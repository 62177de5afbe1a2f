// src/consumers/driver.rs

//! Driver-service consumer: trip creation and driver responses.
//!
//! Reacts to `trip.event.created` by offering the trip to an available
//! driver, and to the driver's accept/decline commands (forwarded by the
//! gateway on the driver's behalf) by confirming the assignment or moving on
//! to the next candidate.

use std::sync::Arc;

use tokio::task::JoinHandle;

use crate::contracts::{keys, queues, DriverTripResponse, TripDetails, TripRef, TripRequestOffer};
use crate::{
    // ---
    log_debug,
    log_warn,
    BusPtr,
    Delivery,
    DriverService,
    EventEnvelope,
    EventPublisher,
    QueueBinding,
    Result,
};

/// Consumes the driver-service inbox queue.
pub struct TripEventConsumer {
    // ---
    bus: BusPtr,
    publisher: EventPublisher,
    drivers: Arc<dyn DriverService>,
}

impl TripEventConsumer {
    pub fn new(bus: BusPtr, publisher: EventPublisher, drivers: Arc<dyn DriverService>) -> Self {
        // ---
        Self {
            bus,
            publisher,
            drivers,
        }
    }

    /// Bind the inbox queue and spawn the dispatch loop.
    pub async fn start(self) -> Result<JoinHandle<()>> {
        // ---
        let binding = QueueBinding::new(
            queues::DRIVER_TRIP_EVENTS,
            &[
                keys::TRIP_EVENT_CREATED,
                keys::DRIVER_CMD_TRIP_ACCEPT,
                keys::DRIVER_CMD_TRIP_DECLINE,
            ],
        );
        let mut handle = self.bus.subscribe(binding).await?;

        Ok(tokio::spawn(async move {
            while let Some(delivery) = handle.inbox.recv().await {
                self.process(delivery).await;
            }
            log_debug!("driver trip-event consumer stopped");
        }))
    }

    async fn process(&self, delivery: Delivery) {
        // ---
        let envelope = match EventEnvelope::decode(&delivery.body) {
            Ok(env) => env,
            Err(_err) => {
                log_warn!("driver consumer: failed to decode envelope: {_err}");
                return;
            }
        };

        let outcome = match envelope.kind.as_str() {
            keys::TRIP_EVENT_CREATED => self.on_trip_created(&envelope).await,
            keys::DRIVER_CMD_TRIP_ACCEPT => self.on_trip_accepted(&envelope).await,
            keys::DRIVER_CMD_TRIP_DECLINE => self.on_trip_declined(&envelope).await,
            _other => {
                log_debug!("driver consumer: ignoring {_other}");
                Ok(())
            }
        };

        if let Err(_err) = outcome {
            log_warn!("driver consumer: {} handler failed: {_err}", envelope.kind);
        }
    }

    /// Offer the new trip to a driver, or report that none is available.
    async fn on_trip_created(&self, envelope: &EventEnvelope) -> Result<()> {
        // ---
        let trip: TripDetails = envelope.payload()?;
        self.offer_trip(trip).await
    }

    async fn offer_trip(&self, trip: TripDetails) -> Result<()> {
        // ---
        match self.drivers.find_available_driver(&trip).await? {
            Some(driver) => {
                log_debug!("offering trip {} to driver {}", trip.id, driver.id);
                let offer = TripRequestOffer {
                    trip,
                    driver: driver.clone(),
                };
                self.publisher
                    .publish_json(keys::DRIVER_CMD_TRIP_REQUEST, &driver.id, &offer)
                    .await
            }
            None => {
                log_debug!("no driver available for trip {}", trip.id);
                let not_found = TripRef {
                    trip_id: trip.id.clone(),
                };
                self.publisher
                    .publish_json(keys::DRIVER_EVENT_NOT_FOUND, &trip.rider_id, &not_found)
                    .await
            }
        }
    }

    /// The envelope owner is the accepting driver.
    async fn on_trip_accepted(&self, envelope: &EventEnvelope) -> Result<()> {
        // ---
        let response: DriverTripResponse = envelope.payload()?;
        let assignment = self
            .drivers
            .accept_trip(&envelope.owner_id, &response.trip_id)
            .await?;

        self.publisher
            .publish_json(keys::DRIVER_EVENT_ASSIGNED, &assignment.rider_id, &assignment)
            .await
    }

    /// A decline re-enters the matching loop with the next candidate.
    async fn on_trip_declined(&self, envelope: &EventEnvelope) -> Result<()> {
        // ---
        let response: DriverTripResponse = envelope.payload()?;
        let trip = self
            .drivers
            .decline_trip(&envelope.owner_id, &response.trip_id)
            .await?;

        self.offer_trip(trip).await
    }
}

__________

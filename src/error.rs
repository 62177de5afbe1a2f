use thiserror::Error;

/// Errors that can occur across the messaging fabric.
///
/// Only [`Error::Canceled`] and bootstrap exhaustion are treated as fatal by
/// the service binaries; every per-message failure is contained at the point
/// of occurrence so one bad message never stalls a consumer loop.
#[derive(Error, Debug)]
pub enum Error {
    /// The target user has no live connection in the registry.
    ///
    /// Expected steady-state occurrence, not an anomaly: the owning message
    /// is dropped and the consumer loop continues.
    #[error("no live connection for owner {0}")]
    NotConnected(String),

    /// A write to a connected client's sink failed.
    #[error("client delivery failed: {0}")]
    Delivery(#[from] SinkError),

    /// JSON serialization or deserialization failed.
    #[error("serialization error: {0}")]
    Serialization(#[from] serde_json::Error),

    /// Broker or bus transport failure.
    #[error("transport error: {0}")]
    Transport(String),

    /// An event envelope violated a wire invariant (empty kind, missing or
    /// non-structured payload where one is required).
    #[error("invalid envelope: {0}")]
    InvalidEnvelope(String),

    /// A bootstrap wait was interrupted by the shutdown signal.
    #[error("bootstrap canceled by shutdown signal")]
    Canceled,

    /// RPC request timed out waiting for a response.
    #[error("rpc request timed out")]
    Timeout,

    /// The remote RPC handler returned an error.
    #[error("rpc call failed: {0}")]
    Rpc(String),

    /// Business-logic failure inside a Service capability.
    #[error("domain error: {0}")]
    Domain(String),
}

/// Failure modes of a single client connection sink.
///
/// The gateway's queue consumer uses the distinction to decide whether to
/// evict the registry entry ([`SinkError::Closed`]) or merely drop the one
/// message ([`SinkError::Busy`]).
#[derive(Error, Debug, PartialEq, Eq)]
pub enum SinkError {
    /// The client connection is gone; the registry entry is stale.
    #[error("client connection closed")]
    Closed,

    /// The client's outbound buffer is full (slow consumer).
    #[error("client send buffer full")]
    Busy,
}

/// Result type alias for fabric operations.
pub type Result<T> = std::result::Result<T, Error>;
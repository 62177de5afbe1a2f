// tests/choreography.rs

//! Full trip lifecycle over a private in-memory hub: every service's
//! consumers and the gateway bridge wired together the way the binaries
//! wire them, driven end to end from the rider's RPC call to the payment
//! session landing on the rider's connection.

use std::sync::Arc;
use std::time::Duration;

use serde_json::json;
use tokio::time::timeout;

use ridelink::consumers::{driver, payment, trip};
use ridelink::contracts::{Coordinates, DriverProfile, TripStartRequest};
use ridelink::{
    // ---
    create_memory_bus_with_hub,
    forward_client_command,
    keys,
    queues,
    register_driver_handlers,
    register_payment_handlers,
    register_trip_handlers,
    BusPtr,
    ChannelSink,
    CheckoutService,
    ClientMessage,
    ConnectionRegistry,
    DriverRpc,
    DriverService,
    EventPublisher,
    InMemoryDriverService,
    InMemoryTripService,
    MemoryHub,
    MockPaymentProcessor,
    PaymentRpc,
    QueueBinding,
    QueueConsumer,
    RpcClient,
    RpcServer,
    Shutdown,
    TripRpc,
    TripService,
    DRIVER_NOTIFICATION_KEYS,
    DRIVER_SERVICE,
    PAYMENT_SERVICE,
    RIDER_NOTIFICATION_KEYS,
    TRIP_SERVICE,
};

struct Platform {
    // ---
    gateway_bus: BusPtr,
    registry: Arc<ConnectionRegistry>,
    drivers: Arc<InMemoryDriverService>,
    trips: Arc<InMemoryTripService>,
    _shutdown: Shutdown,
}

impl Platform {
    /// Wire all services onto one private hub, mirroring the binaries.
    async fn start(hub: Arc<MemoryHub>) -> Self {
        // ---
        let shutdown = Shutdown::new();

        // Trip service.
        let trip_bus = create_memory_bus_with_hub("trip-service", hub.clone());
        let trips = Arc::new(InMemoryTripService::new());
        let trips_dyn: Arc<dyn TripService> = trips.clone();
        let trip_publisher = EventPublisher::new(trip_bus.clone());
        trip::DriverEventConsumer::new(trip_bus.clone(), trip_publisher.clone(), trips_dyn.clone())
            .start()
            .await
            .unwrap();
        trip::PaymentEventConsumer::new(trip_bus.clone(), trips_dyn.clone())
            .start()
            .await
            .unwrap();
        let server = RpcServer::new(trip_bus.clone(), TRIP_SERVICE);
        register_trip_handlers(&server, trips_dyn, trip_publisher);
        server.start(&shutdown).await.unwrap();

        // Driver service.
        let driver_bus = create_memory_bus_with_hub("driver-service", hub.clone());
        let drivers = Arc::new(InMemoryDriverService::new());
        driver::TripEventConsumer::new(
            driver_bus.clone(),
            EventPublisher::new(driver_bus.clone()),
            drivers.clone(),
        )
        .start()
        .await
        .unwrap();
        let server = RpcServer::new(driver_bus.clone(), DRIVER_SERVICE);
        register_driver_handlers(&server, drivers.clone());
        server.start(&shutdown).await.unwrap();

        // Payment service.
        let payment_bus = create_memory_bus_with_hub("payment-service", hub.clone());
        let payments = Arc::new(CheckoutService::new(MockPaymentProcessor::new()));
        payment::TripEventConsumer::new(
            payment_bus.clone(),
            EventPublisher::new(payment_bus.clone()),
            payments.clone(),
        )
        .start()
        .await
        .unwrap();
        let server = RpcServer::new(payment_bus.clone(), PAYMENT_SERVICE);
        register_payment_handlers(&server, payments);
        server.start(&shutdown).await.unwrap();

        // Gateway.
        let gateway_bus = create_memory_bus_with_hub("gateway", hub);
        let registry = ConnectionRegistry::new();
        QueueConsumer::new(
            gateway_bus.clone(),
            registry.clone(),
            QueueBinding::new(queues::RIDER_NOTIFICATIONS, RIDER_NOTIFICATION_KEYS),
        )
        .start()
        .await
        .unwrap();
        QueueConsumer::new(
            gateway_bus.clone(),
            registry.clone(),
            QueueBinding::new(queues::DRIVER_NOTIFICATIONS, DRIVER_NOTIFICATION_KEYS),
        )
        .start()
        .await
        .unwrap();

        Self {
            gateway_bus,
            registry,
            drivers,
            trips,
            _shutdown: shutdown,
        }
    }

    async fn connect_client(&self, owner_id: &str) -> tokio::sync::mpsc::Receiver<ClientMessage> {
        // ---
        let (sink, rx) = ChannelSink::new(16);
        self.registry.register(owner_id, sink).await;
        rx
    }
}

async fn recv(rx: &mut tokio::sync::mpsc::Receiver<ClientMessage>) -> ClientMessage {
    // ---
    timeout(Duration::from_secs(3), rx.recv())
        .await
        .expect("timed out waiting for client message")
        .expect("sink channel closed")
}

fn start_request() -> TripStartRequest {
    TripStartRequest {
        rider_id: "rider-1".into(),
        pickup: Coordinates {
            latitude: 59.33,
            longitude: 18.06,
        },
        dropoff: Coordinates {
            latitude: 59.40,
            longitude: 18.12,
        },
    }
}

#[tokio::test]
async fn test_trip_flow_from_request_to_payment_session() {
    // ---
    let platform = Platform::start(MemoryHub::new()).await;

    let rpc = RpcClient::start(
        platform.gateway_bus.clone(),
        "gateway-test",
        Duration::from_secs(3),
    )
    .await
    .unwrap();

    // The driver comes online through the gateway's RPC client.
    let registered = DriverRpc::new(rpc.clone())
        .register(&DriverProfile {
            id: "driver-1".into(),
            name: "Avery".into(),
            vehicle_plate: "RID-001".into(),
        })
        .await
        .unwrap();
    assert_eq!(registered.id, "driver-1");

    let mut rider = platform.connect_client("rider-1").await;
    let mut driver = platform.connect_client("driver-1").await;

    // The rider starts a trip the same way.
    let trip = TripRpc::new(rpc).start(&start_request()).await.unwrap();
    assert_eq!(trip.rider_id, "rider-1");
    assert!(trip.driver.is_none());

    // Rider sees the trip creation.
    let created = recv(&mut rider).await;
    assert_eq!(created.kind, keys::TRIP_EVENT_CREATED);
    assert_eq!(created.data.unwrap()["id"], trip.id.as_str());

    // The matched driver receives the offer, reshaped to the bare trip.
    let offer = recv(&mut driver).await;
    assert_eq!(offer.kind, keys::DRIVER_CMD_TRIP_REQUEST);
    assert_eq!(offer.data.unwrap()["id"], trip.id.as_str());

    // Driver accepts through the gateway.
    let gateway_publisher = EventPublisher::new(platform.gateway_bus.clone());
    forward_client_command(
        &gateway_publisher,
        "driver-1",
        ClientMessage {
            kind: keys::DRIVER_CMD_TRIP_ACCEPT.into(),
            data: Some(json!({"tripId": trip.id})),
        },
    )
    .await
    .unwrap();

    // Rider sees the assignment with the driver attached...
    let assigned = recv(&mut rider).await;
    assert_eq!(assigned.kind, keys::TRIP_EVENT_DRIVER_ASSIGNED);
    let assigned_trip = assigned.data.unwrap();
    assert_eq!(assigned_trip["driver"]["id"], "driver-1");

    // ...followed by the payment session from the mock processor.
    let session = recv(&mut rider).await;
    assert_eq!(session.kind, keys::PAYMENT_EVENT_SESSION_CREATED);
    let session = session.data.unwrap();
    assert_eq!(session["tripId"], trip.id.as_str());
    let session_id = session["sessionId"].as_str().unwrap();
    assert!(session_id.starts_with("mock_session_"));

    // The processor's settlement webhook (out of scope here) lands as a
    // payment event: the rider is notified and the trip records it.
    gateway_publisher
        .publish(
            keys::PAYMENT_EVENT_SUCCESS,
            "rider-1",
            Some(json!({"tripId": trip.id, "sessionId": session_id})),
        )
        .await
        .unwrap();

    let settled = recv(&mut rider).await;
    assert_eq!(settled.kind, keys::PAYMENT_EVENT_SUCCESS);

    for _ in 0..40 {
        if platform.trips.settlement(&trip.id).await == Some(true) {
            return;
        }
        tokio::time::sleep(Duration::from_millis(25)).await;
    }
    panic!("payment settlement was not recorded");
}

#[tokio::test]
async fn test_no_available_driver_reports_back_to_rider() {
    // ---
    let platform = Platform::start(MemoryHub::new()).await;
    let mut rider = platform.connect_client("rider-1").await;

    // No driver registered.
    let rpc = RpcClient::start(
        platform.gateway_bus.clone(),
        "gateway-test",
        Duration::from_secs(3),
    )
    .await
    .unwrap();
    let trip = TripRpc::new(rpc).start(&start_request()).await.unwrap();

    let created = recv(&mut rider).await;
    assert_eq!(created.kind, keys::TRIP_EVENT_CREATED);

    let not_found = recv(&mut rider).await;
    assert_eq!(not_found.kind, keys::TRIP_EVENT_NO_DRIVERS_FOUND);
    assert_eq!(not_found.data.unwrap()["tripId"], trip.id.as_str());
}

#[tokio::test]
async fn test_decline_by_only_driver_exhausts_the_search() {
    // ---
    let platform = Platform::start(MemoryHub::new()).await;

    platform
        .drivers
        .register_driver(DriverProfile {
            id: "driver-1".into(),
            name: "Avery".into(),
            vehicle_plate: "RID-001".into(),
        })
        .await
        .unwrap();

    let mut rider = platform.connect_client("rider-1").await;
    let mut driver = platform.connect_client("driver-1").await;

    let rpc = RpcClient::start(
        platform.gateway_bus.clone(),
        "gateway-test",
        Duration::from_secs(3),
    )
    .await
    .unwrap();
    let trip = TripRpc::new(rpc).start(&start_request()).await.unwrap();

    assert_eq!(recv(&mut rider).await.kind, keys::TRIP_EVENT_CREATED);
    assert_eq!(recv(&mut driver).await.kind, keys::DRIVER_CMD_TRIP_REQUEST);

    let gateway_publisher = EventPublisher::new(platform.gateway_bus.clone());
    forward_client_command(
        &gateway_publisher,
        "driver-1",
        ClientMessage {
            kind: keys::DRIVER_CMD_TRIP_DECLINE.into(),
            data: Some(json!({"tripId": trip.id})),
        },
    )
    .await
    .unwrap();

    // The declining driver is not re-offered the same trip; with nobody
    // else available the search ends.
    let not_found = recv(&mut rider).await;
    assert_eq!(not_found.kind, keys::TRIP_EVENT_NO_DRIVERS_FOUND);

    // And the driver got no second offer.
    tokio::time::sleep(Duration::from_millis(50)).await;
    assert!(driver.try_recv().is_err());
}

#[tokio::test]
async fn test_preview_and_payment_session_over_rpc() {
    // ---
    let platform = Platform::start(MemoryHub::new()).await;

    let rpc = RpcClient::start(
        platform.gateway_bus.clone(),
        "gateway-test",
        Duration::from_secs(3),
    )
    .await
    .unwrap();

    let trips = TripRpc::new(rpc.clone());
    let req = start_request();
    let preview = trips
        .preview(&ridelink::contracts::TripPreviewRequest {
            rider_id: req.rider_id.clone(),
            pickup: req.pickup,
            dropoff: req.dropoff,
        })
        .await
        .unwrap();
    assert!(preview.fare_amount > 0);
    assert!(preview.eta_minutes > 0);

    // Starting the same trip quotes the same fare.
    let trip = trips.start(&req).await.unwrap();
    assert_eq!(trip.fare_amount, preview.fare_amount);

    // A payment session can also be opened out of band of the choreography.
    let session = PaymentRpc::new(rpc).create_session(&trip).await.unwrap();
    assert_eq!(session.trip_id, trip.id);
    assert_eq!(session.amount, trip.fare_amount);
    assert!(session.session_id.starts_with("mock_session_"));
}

__________

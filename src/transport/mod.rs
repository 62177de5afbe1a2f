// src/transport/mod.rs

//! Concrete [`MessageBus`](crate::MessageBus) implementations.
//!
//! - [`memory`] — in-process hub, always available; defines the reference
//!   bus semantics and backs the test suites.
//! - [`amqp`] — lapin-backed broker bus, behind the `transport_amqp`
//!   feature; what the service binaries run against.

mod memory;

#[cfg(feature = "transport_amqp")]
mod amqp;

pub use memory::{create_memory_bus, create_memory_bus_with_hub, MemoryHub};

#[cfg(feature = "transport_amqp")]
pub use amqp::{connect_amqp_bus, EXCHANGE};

__________

#### TASK REQUIREMENTS:
Please go through the data and copy each line containing the word "filename".

#### RESULT FOR THIS TASK:
filename src/error.rs
filename src/transport/mod.rs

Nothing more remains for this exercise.